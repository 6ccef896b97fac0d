use crate::api::RoutineApi;
use crate::completion::CompletionIndex;
use crate::date_window::DateWindow;
use crate::errors::ClientError;
use crate::models::{PractitionerId, RoutineId, RoutineSummary, StatisticsSummary};
use chrono::NaiveDate;
use serde::Serialize;
use std::collections::BTreeSet;
use std::sync::atomic::{AtomicU64, Ordering};
use std::sync::Arc;
use tokio::sync::Mutex;
use tracing::{debug, error, info, warn};

#[derive(Debug, Clone, PartialEq, Eq, Serialize)]
#[serde(tag = "state", rename_all = "snake_case")]
pub enum ListStatus {
    Loading,
    Ready,
    /// Routines or statistics could not be refreshed; the last good list stays.
    ReloadFailed { message: String },
    /// Completion lookup failed; every routine shows as not completed.
    CompletionsUnknown { message: String },
}

/// Immutable copy of everything the routine list renders from.
#[derive(Debug, Clone)]
pub struct ListSnapshot {
    pub window: DateWindow,
    pub routines: Vec<RoutineSummary>,
    pub statistics: Option<StatisticsSummary>,
    /// Completed routines for `window.current()`. Empty while the index
    /// covers some other date.
    pub completed: BTreeSet<RoutineId>,
    pub loaded: bool,
    pub status: ListStatus,
}

impl ListSnapshot {
    pub fn is_completed(&self, routine_id: &RoutineId) -> bool {
        self.completed.contains(routine_id)
    }
}

struct ListState {
    window: DateWindow,
    routines: Vec<RoutineSummary>,
    routine_ids: BTreeSet<RoutineId>,
    statistics: Option<StatisticsSummary>,
    index: CompletionIndex,
    loaded: bool,
    status: ListStatus,
    /// Set by a failed reload, cleared only by a successful one.
    catalog_error: Option<String>,
    catalog_rendered: u64,
    index_rendered: u64,
}

/// Owns the routine list, the statistics, the date window and the completion
/// index, and decides what the list shows.
///
/// Network calls run without holding the state lock. Every fetch takes a
/// ticket from a monotonic counter and its result is applied only if no
/// higher ticket has been applied already and the inputs it was issued for
/// are still current, so a slow response can never paint over a newer one.
pub struct RoutineListReconciler {
    api: Arc<dyn RoutineApi>,
    practitioner: PractitionerId,
    catalog_seq: AtomicU64,
    index_seq: AtomicU64,
    state: Mutex<ListState>,
}

impl RoutineListReconciler {
    pub fn new(api: Arc<dyn RoutineApi>, practitioner: PractitionerId, window: DateWindow) -> Self {
        Self {
            api,
            practitioner,
            catalog_seq: AtomicU64::new(0),
            index_seq: AtomicU64::new(0),
            state: Mutex::new(ListState {
                window,
                routines: Vec::new(),
                routine_ids: BTreeSet::new(),
                statistics: None,
                index: CompletionIndex::default(),
                loaded: false,
                status: ListStatus::Loading,
                catalog_error: None,
                catalog_rendered: 0,
                index_rendered: 0,
            }),
        }
    }

    /// Fetches routines and statistics together, replaces both, then
    /// refreshes completions for the selected date.
    ///
    /// A failure of either fetch leaves the previous list in place.
    pub async fn reload(&self) -> Result<(), ClientError> {
        let ticket = self.catalog_seq.fetch_add(1, Ordering::SeqCst) + 1;
        let fetched = tokio::try_join!(
            self.api.active_routines(&self.practitioner),
            self.api.statistics(&self.practitioner),
        );

        let (routines, statistics) = match fetched {
            Ok(pair) => pair,
            Err(err) => {
                error!(ticket, %err, "failed to reload routine list");
                let mut state = self.state.lock().await;
                if ticket > state.catalog_rendered && !err.is_auth_expired() {
                    let message = err.user_message();
                    state.catalog_error = Some(message.clone());
                    state.status = ListStatus::ReloadFailed { message };
                }
                return Err(err);
            }
        };

        {
            let mut state = self.state.lock().await;
            if ticket <= state.catalog_rendered {
                debug!(ticket, rendered = state.catalog_rendered, "dropping superseded routine list");
                return Ok(());
            }
            info!(ticket, routines = routines.len(), "routine list reloaded");
            state.catalog_rendered = ticket;
            state.routine_ids = routines.iter().map(|routine| routine.id.clone()).collect();
            state.routines = routines;
            state.statistics = Some(statistics);
            state.loaded = true;
            state.catalog_error = None;
        }

        self.refresh_completions(true).await
    }

    /// Re-runs only the completion lookup; routines and statistics do not
    /// depend on the date.
    pub async fn on_date_changed(&self) -> Result<(), ClientError> {
        self.refresh_completions(false).await
    }

    pub async fn go_back(&self) -> Result<bool, ClientError> {
        self.navigate(DateWindow::go_back).await
    }

    pub async fn go_forward(&self) -> Result<bool, ClientError> {
        self.navigate(DateWindow::go_forward).await
    }

    /// Re-opens the window when the local calendar day is no longer the one
    /// it was opened on. Returns whether it did.
    pub async fn roll_over(&self, today: NaiveDate) -> Result<bool, ClientError> {
        {
            let mut state = self.state.lock().await;
            if state.window.today() == today {
                return Ok(false);
            }
            info!(from = %state.window.today(), to = %today, "calendar day changed");
            state.window = DateWindow::open(today);
        }
        self.on_date_changed().await?;
        Ok(true)
    }

    pub async fn current_date(&self) -> NaiveDate {
        self.state.lock().await.window.current()
    }

    pub async fn window(&self) -> DateWindow {
        self.state.lock().await.window
    }

    pub async fn routine(&self, routine_id: &RoutineId) -> Option<RoutineSummary> {
        let state = self.state.lock().await;
        state
            .routines
            .iter()
            .find(|routine| &routine.id == routine_id)
            .cloned()
    }

    pub async fn snapshot(&self) -> ListSnapshot {
        let state = self.state.lock().await;
        let completed = if state.index.date() == Some(state.window.current()) {
            state.index.completed().clone()
        } else {
            BTreeSet::new()
        };
        ListSnapshot {
            window: state.window,
            routines: state.routines.clone(),
            statistics: state.statistics.clone(),
            completed,
            loaded: state.loaded,
            status: state.status.clone(),
        }
    }

    async fn navigate(&self, step: fn(&mut DateWindow) -> bool) -> Result<bool, ClientError> {
        let moved = step(&mut self.state.lock().await.window);
        if moved {
            self.on_date_changed().await?;
        }
        Ok(moved)
    }

    async fn refresh_completions(&self, force: bool) -> Result<(), ClientError> {
        let (ticket, routine_ids, date) = {
            let state = self.state.lock().await;
            let date = state.window.current();
            if !force && state.index.is_fresh_for(&state.routine_ids, date) {
                return Ok(());
            }
            let ticket = self.index_seq.fetch_add(1, Ordering::SeqCst) + 1;
            (ticket, state.routine_ids.clone(), date)
        };

        let mut index = CompletionIndex::default();
        let result = index
            .refresh(self.api.as_ref(), &routine_ids, date)
            .await
            .map(|_| ());

        let mut state = self.state.lock().await;
        let superseded = ticket <= state.index_rendered
            || date != state.window.current()
            || routine_ids != state.routine_ids;
        if superseded {
            debug!(ticket, %date, "dropping superseded completion lookup");
            return match result {
                Err(err) if err.is_auth_expired() => Err(err),
                _ => Ok(()),
            };
        }

        state.index_rendered = ticket;
        state.index = index;
        match result {
            Ok(()) => {
                if let Some(message) = state.catalog_error.clone() {
                    state.status = ListStatus::ReloadFailed { message };
                } else if state.loaded {
                    state.status = ListStatus::Ready;
                }
                Ok(())
            }
            Err(err) => {
                if !err.is_auth_expired() {
                    warn!(%date, %err, "completion lookup failed; showing routines as not completed");
                    state.status = ListStatus::CompletionsUnknown {
                        message: err.user_message(),
                    };
                }
                Err(err)
            }
        }
    }
}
-.-.-
» Goal of the exercise
Work out how many lines in the records above contain the word "force", and give only that number.

» Worked solution
2